La dicotomia tra dovere e vocazione, tra natura umana e costrizioni sociali, tra apollineo e dionisiaco, è la chiave di lettura di ‘Hedda.
Come una pistola carica’, con cui Liv Ferracchiati debutta al Teatro Studio Melato, dall’1 al 22 dicembre, come artista associato del Piccolo, che con questo spettacolo inaugura la stagione delle sue produzioni.
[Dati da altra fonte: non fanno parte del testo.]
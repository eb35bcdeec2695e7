//! Configuration for the API client and the search session.
//!
//! Configuration is read from an optional YAML file and then overridden by
//! command-line flags / environment variables (see the binary's `cli`
//! module). It is always passed explicitly: [`NewsApiConfig`] to the API
//! client and [`SearchConfig`] to the session.
//!
//! ```yaml
//! news_api:
//!   api_key: "xxxxxxxx"
//!   base_url: "https://newsapi.org/v2/everything"
//!   timeout_secs: 30
//! search:
//!   debounce_ms: 500
//! ```

use serde::Deserialize;
use std::path::{Path, PathBuf};
use std::time::Duration;
use thiserror::Error;
use tracing::{info, instrument};

pub const DEFAULT_BASE_URL: &str = "https://newsapi.org/v2/everything";
pub const DEFAULT_DEBOUNCE_MS: u64 = 500;
pub const DEFAULT_TIMEOUT_SECS: u64 = 30;

#[derive(Debug, Error)]
pub enum ConfigError {
    #[error("failed to read config file {path}: {source}")]
    Io {
        path: PathBuf,
        #[source]
        source: std::io::Error,
    },
    #[error("failed to parse config file {path}: {source}")]
    Yaml {
        path: PathBuf,
        #[source]
        source: serde_yaml::Error,
    },
    #[error("no NewsAPI key configured (set news_api.api_key, --api-key or NEWS_API_KEY)")]
    MissingApiKey,
    #[error("invalid base URL {url:?}: {source}")]
    InvalidBaseUrl {
        url: String,
        #[source]
        source: url::ParseError,
    },
}

/// Inputs of the API client adapter.
#[derive(Debug, Clone, Deserialize)]
#[serde(default)]
pub struct NewsApiConfig {
    pub api_key: String,
    pub base_url: String,
    pub timeout_secs: u64,
    pub user_agent: String,
}

impl Default for NewsApiConfig {
    fn default() -> Self {
        Self {
            api_key: String::new(),
            base_url: DEFAULT_BASE_URL.to_string(),
            timeout_secs: DEFAULT_TIMEOUT_SECS,
            user_agent: concat!(env!("CARGO_PKG_NAME"), "/", env!("CARGO_PKG_VERSION")).to_string(),
        }
    }
}

impl NewsApiConfig {
    pub fn timeout(&self) -> Duration {
        Duration::from_secs(self.timeout_secs)
    }
}

/// Timing of the reactive session.
#[derive(Debug, Clone, Deserialize)]
#[serde(default)]
pub struct SearchConfig {
    /// Quiet period after the last keyword edit before it is searched.
    pub debounce_ms: u64,
}

impl Default for SearchConfig {
    fn default() -> Self {
        Self {
            debounce_ms: DEFAULT_DEBOUNCE_MS,
        }
    }
}

impl SearchConfig {
    pub fn debounce(&self) -> Duration {
        Duration::from_millis(self.debounce_ms)
    }
}

#[derive(Debug, Clone, Default, Deserialize)]
#[serde(default)]
pub struct AppConfig {
    pub news_api: NewsApiConfig,
    pub search: SearchConfig,
}

impl AppConfig {
    /// Load from `path`, or start from defaults when no file is given.
    #[instrument(level = "info")]
    pub fn load(path: Option<&Path>) -> Result<Self, ConfigError> {
        let Some(path) = path else {
            return Ok(Self::default());
        };
        let text = std::fs::read_to_string(path).map_err(|source| ConfigError::Io {
            path: path.to_path_buf(),
            source,
        })?;
        let config: AppConfig = serde_yaml::from_str(&text).map_err(|source| ConfigError::Yaml {
            path: path.to_path_buf(),
            source,
        })?;
        info!(path = %path.display(), "Loaded configuration");
        Ok(config)
    }

    /// Apply values that came from flags or the environment.
    pub fn with_overrides(
        mut self,
        api_key: Option<String>,
        base_url: Option<String>,
        debounce_ms: Option<u64>,
    ) -> Self {
        if let Some(key) = api_key {
            self.news_api.api_key = key;
        }
        if let Some(url) = base_url {
            self.news_api.base_url = url;
        }
        if let Some(ms) = debounce_ms {
            self.search.debounce_ms = ms;
        }
        self
    }

    pub fn validate(&self) -> Result<(), ConfigError> {
        if self.news_api.api_key.trim().is_empty() {
            return Err(ConfigError::MissingApiKey);
        }
        url::Url::parse(&self.news_api.base_url).map_err(|source| ConfigError::InvalidBaseUrl {
            url: self.news_api.base_url.clone(),
            source,
        })?;
        Ok(())
    }
}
Quella proposta da Ferracchiati, non è una riscrittura del lavoro di Ibsen, ma una nuova drammaturgia che si affianca all’originale proprio per indagare il cortocircuito tra desiderio e regola. Il punto di partenza è stato il testo originale, ritradotto per l’occasione da Liv Ferracchiati insieme ad Andrea Meregalli, e incastonato all’interno della nuova drammaturgia, “scritta da me, che gioca – anticipa il drammaturgo – sullo stare dentro e fuori la scena”. Al centro dell’opera, la tensione tra la fascinazione per ciò che non rientra nella norma e l’ossequio alle convenzioni, ma anche la sregolatezza, incarnata dal personaggio di Ejlert L›vborg, (interpretato da Ferracchiati) e il tentativo di dominarla attraverso l’arte. “Ma tutti – commenta il regista – soccombono alla vita e non li salva nemmeno l’opera visionaria. L’autore sembra chiedersi quali siano, se ve ne sono, le condizioni per la felicità umana. E questi individui di fine Ottocento, incapaci di incidere, ci somigliano, sembriamo proprio noi, incastrati all’interno di odierni e ipotetici salotti borghesi, raramente in grado di assumerci delle responsabilità”.
A sottolineare la continuità tra passato e presente, una scena interamente di cartone, creata da Giuseppe Stellato, i cui ambienti si avvicinano e si allontanano dal pubblico, assecondando la schizofrenia tra verità e artificio.